A 200mph Ferrari Testarossa restomod is being prepared by a Swiss design house
Who wouldn't want that!
The battle between the Lamborghini Countach and the Ferrari Testarossa was one of my favourite episodes in the Grand Tour series. If you watched May and Hammond quarrelling about it too, you’d be aware of the substandard interior quality in these cars, even though the Pininfarina-designed outer body looked drool-worthy. Now though, a Swiss firm looks to fix those shortcomings.
Officine Fioravanti, a Swiss design house, is on the verge of launching a modernised and heavily updated iteration of the Testarossa. A report by Autocar further states that improvements to the chassis, aerodynamics and even the powertrain are on the cards.
“We carefully listened to the car’s needs and desires,” Officine Fioravanti said. “We patiently took care of every single aspect. Few minor details have been changed in terms of style, without compromising a timeless design but enriching its pureness.” That essentially translates to the beautiful exterior remaining largely untouched.

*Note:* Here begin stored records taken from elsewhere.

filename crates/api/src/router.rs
//! Shared application router builder.
//!
//! Provides [`build_app_router`] so both the production binary (`main.rs`)
//! and integration tests (`tests/common/mod.rs`) use the exact same
//! middleware stack.

use std::time::Duration;

use axum::http::header::{AUTHORIZATION, CONTENT_TYPE};
use axum::http::{HeaderName, Method, StatusCode};
use axum::Router;
use tower_http::catch_panic::CatchPanicLayer;
use tower_http::cors::CorsLayer;
use tower_http::request_id::{MakeRequestUuid, PropagateRequestIdLayer, SetRequestIdLayer};
use tower_http::timeout::TimeoutLayer;
use tower_http::trace::{DefaultMakeSpan, DefaultOnResponse, TraceLayer};
use tracing::Level;

use crate::config::ServerConfig;
use crate::routes;
use crate::state::AppState;

/// Namespace the create-post endpoint is mounted under.
pub const API_NAMESPACE: &str = "/draft-post-creator/v1";

/// Build the full application [`Router`] with all middleware layers.
///
/// The middleware stack is applied bottom-up:
///
/// 1. CORS
/// 2. Set request ID on incoming requests
/// 3. Structured request/response tracing
/// 4. Propagate request ID to response
/// 5. Request timeout
/// 6. Panic recovery (catch panics, return 500)
pub fn build_app_router(state: AppState, config: &ServerConfig) -> Router {
    let cors = build_cors_layer(config);
    let request_id_header = HeaderName::from_static("x-request-id");

    Router::new()
        .merge(routes::health::router())
        .nest(API_NAMESPACE, routes::api_routes())
        // -- Middleware stack (applied bottom-up) --
        .layer(CatchPanicLayer::new())
        .layer(TimeoutLayer::with_status_code(
            StatusCode::REQUEST_TIMEOUT,
            Duration::from_secs(config.request_timeout_secs),
        ))
        .layer(PropagateRequestIdLayer::new(request_id_header.clone()))
        .layer(
            TraceLayer::new_for_http()
                .make_span_with(DefaultMakeSpan::new().level(Level::INFO))
                .on_response(DefaultOnResponse::new().level(Level::INFO)),
        )
        .layer(SetRequestIdLayer::new(request_id_header, MakeRequestUuid))
        .layer(cors)
        .with_state(state)
}

/// Build the CORS middleware layer from server configuration.
///
/// Panics at startup if any configured origin is invalid.
pub fn build_cors_layer(config: &ServerConfig) -> CorsLayer {
    let origins: Vec<_> = config
        .cors_origins
        .iter()
        .map(|o| {
            o.parse()
                .unwrap_or_else(|e| panic!("Invalid CORS origin '{o}': {e}"))
        })
        .collect();

    CorsLayer::new()
        .allow_origin(origins)
        .allow_methods([Method::GET, Method::POST])
        .allow_headers([CONTENT_TYPE, AUTHORIZATION])
        .max_age(Duration::from_secs(3600))
}
use draftpost_core::types::{DbId, Timestamp};
use serde::Serialize;
use sqlx::FromRow;

/// A row from the `post_meta` table.
#[derive(Debug, Clone, FromRow, Serialize)]
pub struct PostMeta {
    pub id: DbId,
    pub post_id: DbId,
    pub meta_key: String,
    pub meta_value: String,
    pub created_at: Timestamp,
    pub updated_at: Timestamp,
}
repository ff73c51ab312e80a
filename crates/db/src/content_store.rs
//! [`ContentStore`] backed by PostgreSQL.

use async_trait::async_trait;
use draftpost_core::ports::{ContentStore, NewDraft, PortError};
use draftpost_core::types::DbId;

use crate::models::post::CreateDraftPost;
use crate::repositories::{PostMetaRepo, PostRepo};
use crate::DbPool;

/// Stores posts and their meta fields through the repository layer.
#[derive(Clone)]
pub struct PgContentStore {
    pool: DbPool,
}

impl PgContentStore {
    pub fn new(pool: DbPool) -> Self {
        Self { pool }
    }
}

fn storage(err: sqlx::Error) -> PortError {
    PortError::Storage(err.to_string())
}

#[async_trait]
impl ContentStore for PgContentStore {
    async fn create_draft(&self, draft: &NewDraft) -> Result<DbId, PortError> {
        let input = CreateDraftPost {
            title: draft.title.clone(),
            content: draft.content.clone(),
        };
        let post = PostRepo::create_draft(&self.pool, &input)
            .await
            .map_err(storage)?;
        tracing::debug!(post_id = post.id, "Draft post inserted");
        Ok(post.id)
    }

    async fn set_meta(&self, post_id: DbId, key: &str, value: &str) -> Result<(), PortError> {
        PostMetaRepo::upsert(&self.pool, post_id, key, value)
            .await
            .map_err(storage)?;
        Ok(())
    }

    async fn set_featured_image(&self, post_id: DbId, asset_id: DbId) -> Result<(), PortError> {
        let updated = PostRepo::set_featured_media(&self.pool, post_id, asset_id)
            .await
            .map_err(storage)?;
        if updated {
            Ok(())
        } else {
            Err(PortError::Storage(format!("post {post_id} does not exist")))
        }
    }

    async fn delete_draft(&self, post_id: DbId) -> Result<(), PortError> {
        PostRepo::delete(&self.pool, post_id)
            .await
            .map_err(storage)?;
        Ok(())
    }

    async fn health_check(&self) -> Result<(), PortError> {
        crate::health_check(&self.pool).await.map_err(storage)
    }
}
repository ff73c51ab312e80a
use std::sync::Arc;

use draftpost_core::ports::ContentStore;

use crate::config::ServerConfig;
use crate::services::PostCreator;

/// Shared application state available to all Axum handlers via `State<AppState>`.
///
/// This is cheaply cloneable (inner data is behind `Arc`).
#[derive(Clone)]
pub struct AppState {
    /// Server configuration (token, timeouts, media root).
    pub config: Arc<ServerConfig>,
    /// Post storage, also used by the health check.
    pub content_store: Arc<dyn ContentStore>,
    /// The create-post flow wired to its collaborators.
    pub post_creator: Arc<PostCreator>,
}
//! Capability traits the create-post flow is wired against.
//!
//! Production implementations live in `draftpost-db` (PostgreSQL) and
//! `draftpost-api` (reqwest, filesystem media library). Tests substitute
//! in-memory fakes.

use async_trait::async_trait;
use tempfile::TempPath;

use crate::image_probe::ProbeResponse;
use crate::types::DbId;

/// Error reported by a capability implementation.
///
/// These never reach the client verbatim; the request flow logs them and
/// maps them to a fixed [`CoreError`](crate::error::CoreError).
#[derive(Debug, thiserror::Error)]
pub enum PortError {
    /// Network-level failure (DNS, connect, TLS, timeout, redirect limit).
    #[error("transport error: {0}")]
    Transport(String),

    /// The remote server answered with a non-success status.
    #[error("remote returned HTTP {0}")]
    Status(u16),

    /// The remote body exceeded the configured download cap.
    #[error("remote body exceeds {limit} bytes")]
    TooLarge { limit: u64 },

    /// The storage layer rejected or failed the operation.
    #[error("storage error: {0}")]
    Storage(String),

    /// A downloaded file is not an acceptable media asset.
    #[error("invalid media: {0}")]
    InvalidMedia(String),

    #[error(transparent)]
    Io(#[from] std::io::Error),
}

/// Already-sanitized fields for a new draft post.
#[derive(Debug, Clone, PartialEq, Eq)]
pub struct NewDraft {
    pub title: String,
    pub content: String,
}

/// A remote resource saved to a temporary file.
///
/// The file is deleted when `path` is dropped, including when the future
/// holding it is cancelled. Persisting it is up to the [`MediaLibrary`].
#[derive(Debug)]
pub struct DownloadedFile {
    pub path: TempPath,
    pub size: u64,
}

/// Post storage: drafts, meta fields, featured image reference.
#[async_trait]
pub trait ContentStore: Send + Sync {
    /// Insert a new post with status `draft`, returning its id.
    async fn create_draft(&self, draft: &NewDraft) -> Result<DbId, PortError>;

    /// Store a meta field, overwriting any existing value for the key.
    async fn set_meta(&self, post_id: DbId, key: &str, value: &str) -> Result<(), PortError>;

    /// Point the post's featured image at a media asset.
    async fn set_featured_image(&self, post_id: DbId, asset_id: DbId) -> Result<(), PortError>;

    /// Remove a draft and everything hanging off it.
    async fn delete_draft(&self, post_id: DbId) -> Result<(), PortError>;

    /// Cheap connectivity check used by the health endpoint.
    async fn health_check(&self) -> Result<(), PortError>;
}

/// Outbound HTTP used to probe and fetch the remote image.
#[async_trait]
pub trait RemoteFetcher: Send + Sync {
    /// Issue a HEAD request, following at most
    /// [`MAX_REDIRECTS`](crate::image_probe::MAX_REDIRECTS) redirects.
    async fn head(&self, url: &str) -> Result<ProbeResponse, PortError>;

    /// Stream the resource into a new temporary file.
    async fn download_to_temp(&self, url: &str) -> Result<DownloadedFile, PortError>;
}

/// Managed media storage.
#[async_trait]
pub trait MediaLibrary: Send + Sync {
    /// Take ownership of a downloaded file and record it as an asset of
    /// `owner_id`.
    ///
    /// On error nothing is left inside the library and the temporary file
    /// is gone.
    async fn register(
        &self,
        file: DownloadedFile,
        filename: &str,
        owner_id: DbId,
    ) -> Result<DbId, PortError>;

    /// Delete an asset's record and its stored file. Unknown ids are a no-op.
    async fn remove(&self, asset_id: DbId) -> Result<(), PortError>;
}

/// Fetch a remote image and register it as a media asset.
#[async_trait]
pub trait AssetImporter: Send + Sync {
    async fn import(&self, url: &str, owner_id: DbId) -> Result<DbId, PortError>;

    /// Undo a successful [`import`](AssetImporter::import).
    async fn discard(&self, asset_id: DbId) -> Result<(), PortError>;
}
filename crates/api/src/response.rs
//! Success payloads returned by API handlers.

use draftpost_core::types::DbId;
use serde::Serialize;

/// Message returned alongside the new post's id.
pub const POST_CREATED_MESSAGE: &str = "Post created successfully";

/// `{ "success": "...", "post_id": N }` returned by `create-post`.
#[derive(Debug, Serialize)]
pub struct CreatePostResponse {
    pub success: &'static str,
    pub post_id: DbId,
}

impl CreatePostResponse {
    pub fn created(post_id: DbId) -> Self {
        Self {
            success: POST_CREATED_MESSAGE,
            post_id,
        }
    }
}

While the design house will retain the 1980s supercar’s original 4.9-litre flat 12, some modifications will see a bump up to a top speed of 200mph against the original 180. Further mechanical additions comprise a new titanium exhaust system and ABS and traction control systems for enhanced stability.

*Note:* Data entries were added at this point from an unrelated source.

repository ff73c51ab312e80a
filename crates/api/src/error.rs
use axum::http::StatusCode;
use axum::response::{IntoResponse, Response};
use draftpost_core::error::CoreError;
use serde_json::json;

/// Application-level error type for HTTP handlers.
///
/// Implements [`IntoResponse`] to produce the `{ "error": "..." }` bodies
/// the endpoint contract fixes. Internal causes are logged where they occur
/// and never reach the response.
#[derive(Debug, thiserror::Error)]
pub enum AppError {
    /// A domain-level outcome from `draftpost_core`.
    #[error(transparent)]
    Core(#[from] CoreError),
}

/// Convenience type alias for handler return values.
pub type AppResult<T> = Result<T, AppError>;

impl AppError {
    pub fn status(&self) -> StatusCode {
        match self {
            AppError::Core(core) => match core {
                CoreError::Unauthorized => StatusCode::UNAUTHORIZED,
                CoreError::MissingField(_)
                | CoreError::InvalidImageUrl
                | CoreError::ImageUrlStatus(_)
                | CoreError::NotAnImage => StatusCode::BAD_REQUEST,
                CoreError::PostCreation | CoreError::ImageUpload => {
                    StatusCode::INTERNAL_SERVER_ERROR
                }
            },
        }
    }
}

impl IntoResponse for AppError {
    fn into_response(self) -> Response {
        let status = self.status();
        let body = json!({ "error": self.to_string() });
        (status, axum::Json(body)).into_response()
    }
}
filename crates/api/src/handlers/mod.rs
pub mod posts;
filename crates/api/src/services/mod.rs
//! The create-post flow and the image importer it delegates to.

pub mod image_importer;
pub mod post_creator;

pub use image_importer::ImageImporter;
pub use post_creator::PostCreator;
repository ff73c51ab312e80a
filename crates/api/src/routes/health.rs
use std::path::PathBuf;

use axum::extract::State;
use axum::{routing::get, Json, Router};
use serde::Serialize;

use crate::state::AppState;

/// Health check response payload.
#[derive(Serialize)]
pub struct HealthResponse {
    /// `ok` when every dependency is usable, `degraded` otherwise.
    pub status: &'static str,
    pub version: &'static str,
    pub db_healthy: bool,
    /// Whether downloads can be written under the media root.
    pub media_writable: bool,
}

/// GET /health -- reports database reachability and media storage.
async fn health_check(State(state): State<AppState>) -> Json<HealthResponse> {
    let db_healthy = state.content_store.health_check().await.is_ok();
    let media_writable = can_write(state.config.incoming_dir()).await;

    let status = if db_healthy && media_writable {
        "ok"
    } else {
        "degraded"
    };

    Json(HealthResponse {
        status,
        version: env!("CARGO_PKG_VERSION"),
        db_healthy,
        media_writable,
    })
}

/// Create and drop a scratch file in `dir`.
async fn can_write(dir: PathBuf) -> bool {
    tokio::task::spawn_blocking(move || tempfile::tempfile_in(dir).is_ok())
        .await
        .unwrap_or(false)
}

/// Mount health check routes (root level, outside the versioned namespace).
pub fn router() -> Router<AppState> {
    Router::new().route("/health", get(health_check))
}
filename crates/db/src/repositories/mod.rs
//! Repository layer.
//!
//! Each repository is a zero-sized struct providing async methods that
//! accept `&PgPool` as the first argument.

pub mod media_asset_repo;
pub mod post_meta_repo;
pub mod post_repo;

pub use media_asset_repo::MediaAssetRepo;
pub use post_meta_repo::PostMetaRepo;
pub use post_repo::PostRepo;
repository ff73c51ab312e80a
//! Download a remote image and hand it to the media library.

use std::sync::Arc;

use async_trait::async_trait;
use draftpost_core::image_probe::filename_from_url;
use draftpost_core::ports::{AssetImporter, MediaLibrary, PortError, RemoteFetcher};
use draftpost_core::types::DbId;

/// [`AssetImporter`] composed of a fetcher and a media library.
///
/// Each step is attempted once. The temporary download belongs to the
/// library once handed over, and is removed by dropping it otherwise.
pub struct ImageImporter {
    fetcher: Arc<dyn RemoteFetcher>,
    library: Arc<dyn MediaLibrary>,
}

impl ImageImporter {
    pub fn new(fetcher: Arc<dyn RemoteFetcher>, library: Arc<dyn MediaLibrary>) -> Self {
        Self { fetcher, library }
    }
}

#[async_trait]
impl AssetImporter for ImageImporter {
    async fn import(&self, url: &str, owner_id: DbId) -> Result<DbId, PortError> {
        let file = self.fetcher.download_to_temp(url).await?;
        let filename = filename_from_url(url);

        let asset_id = self.library.register(file, &filename, owner_id).await?;
        tracing::debug!(asset_id, post_id = owner_id, %filename, "Media asset registered");
        Ok(asset_id)
    }

    async fn discard(&self, asset_id: DbId) -> Result<(), PortError> {
        self.library.remove(asset_id).await
    }
}

#[cfg(test)]
mod tests {
    use std::path::{Path, PathBuf};
    use std::sync::Mutex;

    use assert_matches::assert_matches;
    use draftpost_core::image_probe::ProbeResponse;
    use draftpost_core::ports::DownloadedFile;

    use super::*;

    /// Writes a small file into a scratch directory on every download.
    struct ScratchFetcher {
        dir: PathBuf,
        fail: bool,
    }

    #[async_trait]
    impl RemoteFetcher for ScratchFetcher {
        async fn head(&self, _url: &str) -> Result<ProbeResponse, PortError> {
            unreachable!("the importer never probes")
        }

        async fn download_to_temp(&self, _url: &str) -> Result<DownloadedFile, PortError> {
            if self.fail {
                return Err(PortError::Status(404));
            }
            let path = tempfile::NamedTempFile::new_in(&self.dir)?.into_temp_path();
            tokio::fs::write(&path, b"bytes").await?;
            Ok(DownloadedFile { path, size: 5 })
        }
    }

    /// Records what it was asked to register and remove.
    struct RecordingLibrary {
        result: Result<DbId, ()>,
        calls: Mutex<Vec<(String, DbId)>>,
        removed: Mutex<Vec<DbId>>,
    }

    impl RecordingLibrary {
        fn new(result: Result<DbId, ()>) -> Self {
            Self {
                result,
                calls: Mutex::new(Vec::new()),
                removed: Mutex::new(Vec::new()),
            }
        }
    }

    #[async_trait]
    impl MediaLibrary for RecordingLibrary {
        async fn register(
            &self,
            file: DownloadedFile,
            filename: &str,
            owner_id: DbId,
        ) -> Result<DbId, PortError> {
            self.calls
                .lock()
                .unwrap()
                .push((filename.to_string(), owner_id));
            match self.result {
                Ok(id) => {
                    file.path.keep().map_err(|e| PortError::Io(e.error))?;
                    Ok(id)
                }
                Err(()) => Err(PortError::InvalidMedia("not an image".into())),
            }
        }

        async fn remove(&self, asset_id: DbId) -> Result<(), PortError> {
            self.removed.lock().unwrap().push(asset_id);
            Ok(())
        }
    }

    fn entries(dir: &Path) -> usize {
        std::fs::read_dir(dir).unwrap().count()
    }

    fn importer(fetcher: ScratchFetcher, library: Arc<RecordingLibrary>) -> ImageImporter {
        ImageImporter::new(Arc::new(fetcher), library)
    }

    #[tokio::test]
    async fn successful_import_returns_asset_id() {
        let dir = tempfile::tempdir().unwrap();
        let library = Arc::new(RecordingLibrary::new(Ok(77)));
        let importer = importer(
            ScratchFetcher {
                dir: dir.path().to_path_buf(),
                fail: false,
            },
            Arc::clone(&library),
        );

        let id = importer
            .import("https://example.com/img/cat.jpg?size=large", 12)
            .await
            .unwrap();

        assert_eq!(id, 77);
        assert_eq!(
            library.calls.lock().unwrap().as_slice(),
            &[("cat.jpg".to_string(), 12)]
        );
        assert_eq!(entries(dir.path()), 1);
    }

    #[tokio::test]
    async fn failed_registration_removes_temp_file() {
        let dir = tempfile::tempdir().unwrap();
        let library = Arc::new(RecordingLibrary::new(Err(())));
        let importer = importer(
            ScratchFetcher {
                dir: dir.path().to_path_buf(),
                fail: false,
            },
            library,
        );

        let result = importer.import("https://example.com/cat.jpg", 1).await;

        assert_matches!(result, Err(PortError::InvalidMedia(_)));
        assert_eq!(entries(dir.path()), 0);
    }

    #[tokio::test]
    async fn failed_download_skips_registration() {
        let dir = tempfile::tempdir().unwrap();
        let library = Arc::new(RecordingLibrary::new(Ok(1)));
        let importer = importer(
            ScratchFetcher {
                dir: dir.path().to_path_buf(),
                fail: true,
            },
            Arc::clone(&library),
        );

        let result = importer.import("https://example.com/cat.jpg", 1).await;

        assert_matches!(result, Err(PortError::Status(404)));
        assert!(library.calls.lock().unwrap().is_empty());
    }

    #[tokio::test]
    async fn discard_delegates_to_library() {
        let dir = tempfile::tempdir().unwrap();
        let library = Arc::new(RecordingLibrary::new(Ok(1)));
        let importer = importer(
            ScratchFetcher {
                dir: dir.path().to_path_buf(),
                fail: false,
            },
            Arc::clone(&library),
        );

        importer.discard(41).await.unwrap();

        assert_eq!(library.removed.lock().unwrap().as_slice(), &[41]);
    }
}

Substantiating the stability aspect is the fitment of Brembo racing-spec brakes, Öhlins electronic dampers and adjustable anti-roll bars. This updated Ferrari also gets new alloy wheels covered with Brembo GT3 Class racing tires. When combined with the above mentioned mechanical upgrades, they make the Testarossa “more enjoyable, safe and precise” as per the firm.
Inside, you can expect a major overhaul with the cabin quality. Italian leather is said to get splashed all around. Ghastly plastics will get replaced by aluminium components. The updated supercar will now get a new audio system too, but would you really need it?
Currently, the restomod is undergoing its testing phase. No details on the purchasing or pricing factors have been unveiled, with the final output still under wraps. However, the design firm has claimed those wraps are set to come off “in due course”. I’m expecting late-2021, which could easily be pushed to 2022 courtesy of the ongoing pandemic.